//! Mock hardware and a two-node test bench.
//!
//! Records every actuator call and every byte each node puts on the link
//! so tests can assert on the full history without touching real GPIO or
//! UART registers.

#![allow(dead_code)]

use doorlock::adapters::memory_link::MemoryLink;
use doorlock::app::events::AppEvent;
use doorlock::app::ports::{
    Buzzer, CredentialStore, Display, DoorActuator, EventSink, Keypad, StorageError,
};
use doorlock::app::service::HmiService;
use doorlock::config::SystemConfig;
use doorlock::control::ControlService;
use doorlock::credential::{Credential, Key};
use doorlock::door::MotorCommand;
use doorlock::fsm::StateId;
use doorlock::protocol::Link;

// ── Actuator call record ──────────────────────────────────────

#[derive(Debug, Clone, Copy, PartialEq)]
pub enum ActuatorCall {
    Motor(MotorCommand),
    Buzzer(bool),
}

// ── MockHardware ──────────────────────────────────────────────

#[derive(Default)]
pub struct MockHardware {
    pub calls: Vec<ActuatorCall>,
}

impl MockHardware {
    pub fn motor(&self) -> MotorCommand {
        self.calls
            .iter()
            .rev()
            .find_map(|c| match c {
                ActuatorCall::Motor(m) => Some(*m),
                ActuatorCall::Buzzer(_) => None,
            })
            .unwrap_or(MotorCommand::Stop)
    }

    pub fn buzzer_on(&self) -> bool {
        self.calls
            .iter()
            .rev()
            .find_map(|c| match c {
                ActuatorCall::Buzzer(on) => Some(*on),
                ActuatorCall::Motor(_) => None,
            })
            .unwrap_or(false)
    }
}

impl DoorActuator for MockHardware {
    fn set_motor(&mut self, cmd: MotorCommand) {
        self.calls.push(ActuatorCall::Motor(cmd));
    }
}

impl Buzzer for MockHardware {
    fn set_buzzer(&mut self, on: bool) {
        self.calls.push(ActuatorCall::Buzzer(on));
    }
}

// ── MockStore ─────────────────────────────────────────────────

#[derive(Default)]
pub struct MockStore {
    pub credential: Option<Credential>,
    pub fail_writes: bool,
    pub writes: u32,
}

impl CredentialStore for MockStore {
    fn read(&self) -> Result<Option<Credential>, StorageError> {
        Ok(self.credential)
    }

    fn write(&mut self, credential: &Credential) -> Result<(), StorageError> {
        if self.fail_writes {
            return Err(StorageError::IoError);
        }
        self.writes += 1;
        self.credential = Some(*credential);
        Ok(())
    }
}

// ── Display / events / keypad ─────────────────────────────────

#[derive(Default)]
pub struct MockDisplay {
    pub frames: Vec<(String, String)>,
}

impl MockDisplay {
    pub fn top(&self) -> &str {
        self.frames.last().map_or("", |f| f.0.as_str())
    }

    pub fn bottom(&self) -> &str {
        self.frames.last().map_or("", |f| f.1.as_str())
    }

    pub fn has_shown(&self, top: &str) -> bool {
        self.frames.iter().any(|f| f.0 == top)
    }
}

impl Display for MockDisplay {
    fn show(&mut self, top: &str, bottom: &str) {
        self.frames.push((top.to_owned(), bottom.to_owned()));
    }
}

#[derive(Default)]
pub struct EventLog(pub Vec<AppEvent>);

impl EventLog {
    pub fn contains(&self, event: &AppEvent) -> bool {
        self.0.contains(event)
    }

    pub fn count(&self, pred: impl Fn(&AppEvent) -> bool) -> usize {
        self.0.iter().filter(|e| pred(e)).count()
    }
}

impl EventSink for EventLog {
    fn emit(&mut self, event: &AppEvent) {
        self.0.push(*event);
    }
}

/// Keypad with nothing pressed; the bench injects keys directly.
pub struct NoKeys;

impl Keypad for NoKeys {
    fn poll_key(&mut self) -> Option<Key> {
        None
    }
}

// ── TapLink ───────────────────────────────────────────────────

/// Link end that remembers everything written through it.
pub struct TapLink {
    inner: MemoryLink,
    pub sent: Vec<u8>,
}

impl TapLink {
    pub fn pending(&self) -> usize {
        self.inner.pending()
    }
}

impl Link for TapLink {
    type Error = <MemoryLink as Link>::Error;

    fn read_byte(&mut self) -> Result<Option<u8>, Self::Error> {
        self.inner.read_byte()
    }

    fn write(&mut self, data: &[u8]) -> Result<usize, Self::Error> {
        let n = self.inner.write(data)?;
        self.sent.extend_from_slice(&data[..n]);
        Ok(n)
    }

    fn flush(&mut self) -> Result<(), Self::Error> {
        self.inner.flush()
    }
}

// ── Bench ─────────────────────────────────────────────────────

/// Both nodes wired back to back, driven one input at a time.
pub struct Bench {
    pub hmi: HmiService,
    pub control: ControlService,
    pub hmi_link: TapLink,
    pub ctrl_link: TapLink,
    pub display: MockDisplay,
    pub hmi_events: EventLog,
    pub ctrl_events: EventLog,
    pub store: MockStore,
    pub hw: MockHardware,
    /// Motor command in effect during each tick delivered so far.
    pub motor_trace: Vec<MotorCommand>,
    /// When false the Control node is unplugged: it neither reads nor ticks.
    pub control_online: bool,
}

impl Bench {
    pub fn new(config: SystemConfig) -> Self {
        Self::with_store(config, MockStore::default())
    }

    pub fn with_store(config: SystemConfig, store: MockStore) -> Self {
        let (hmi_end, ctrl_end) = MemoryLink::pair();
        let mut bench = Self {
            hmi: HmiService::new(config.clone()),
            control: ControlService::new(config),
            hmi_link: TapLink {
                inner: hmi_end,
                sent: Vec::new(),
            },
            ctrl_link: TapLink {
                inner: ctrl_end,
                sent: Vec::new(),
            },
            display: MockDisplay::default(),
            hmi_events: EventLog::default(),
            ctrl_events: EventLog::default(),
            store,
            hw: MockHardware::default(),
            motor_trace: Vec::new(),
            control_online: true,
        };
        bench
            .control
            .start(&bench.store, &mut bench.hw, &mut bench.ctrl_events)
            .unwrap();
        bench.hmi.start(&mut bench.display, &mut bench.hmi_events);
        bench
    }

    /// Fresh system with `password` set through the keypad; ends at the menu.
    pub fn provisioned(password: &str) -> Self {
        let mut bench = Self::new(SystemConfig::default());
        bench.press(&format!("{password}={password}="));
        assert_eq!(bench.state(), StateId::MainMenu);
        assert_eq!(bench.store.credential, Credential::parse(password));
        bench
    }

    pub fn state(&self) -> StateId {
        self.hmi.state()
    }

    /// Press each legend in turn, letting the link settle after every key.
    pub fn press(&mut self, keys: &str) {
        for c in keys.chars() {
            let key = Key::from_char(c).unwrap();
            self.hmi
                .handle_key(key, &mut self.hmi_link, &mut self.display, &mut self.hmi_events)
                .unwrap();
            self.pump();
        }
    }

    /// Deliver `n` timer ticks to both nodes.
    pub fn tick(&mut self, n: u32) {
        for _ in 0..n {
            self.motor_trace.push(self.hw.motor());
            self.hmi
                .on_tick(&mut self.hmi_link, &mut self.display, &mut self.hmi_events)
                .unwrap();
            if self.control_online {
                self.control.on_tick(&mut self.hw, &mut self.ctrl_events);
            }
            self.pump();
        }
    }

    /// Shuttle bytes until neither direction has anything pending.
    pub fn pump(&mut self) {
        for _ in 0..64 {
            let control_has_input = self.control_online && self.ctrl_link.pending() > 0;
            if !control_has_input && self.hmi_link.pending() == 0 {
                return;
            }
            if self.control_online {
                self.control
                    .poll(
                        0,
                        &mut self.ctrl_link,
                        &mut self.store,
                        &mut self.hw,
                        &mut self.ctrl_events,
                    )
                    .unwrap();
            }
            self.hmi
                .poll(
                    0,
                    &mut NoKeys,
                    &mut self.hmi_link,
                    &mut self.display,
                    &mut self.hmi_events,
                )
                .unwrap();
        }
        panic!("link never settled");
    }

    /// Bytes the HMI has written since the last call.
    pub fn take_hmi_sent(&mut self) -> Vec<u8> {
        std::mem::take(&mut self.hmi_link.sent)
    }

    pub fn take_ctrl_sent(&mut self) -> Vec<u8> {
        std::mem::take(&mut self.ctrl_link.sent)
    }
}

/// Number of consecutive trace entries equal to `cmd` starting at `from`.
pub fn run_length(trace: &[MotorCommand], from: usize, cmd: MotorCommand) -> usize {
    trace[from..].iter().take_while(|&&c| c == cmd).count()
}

— WHAT TO WORK ON —
Go through the material above line by line and tally each one holding "CredentialStore"; give the tally and nothing else.

— WRITTEN RESPONSE —
2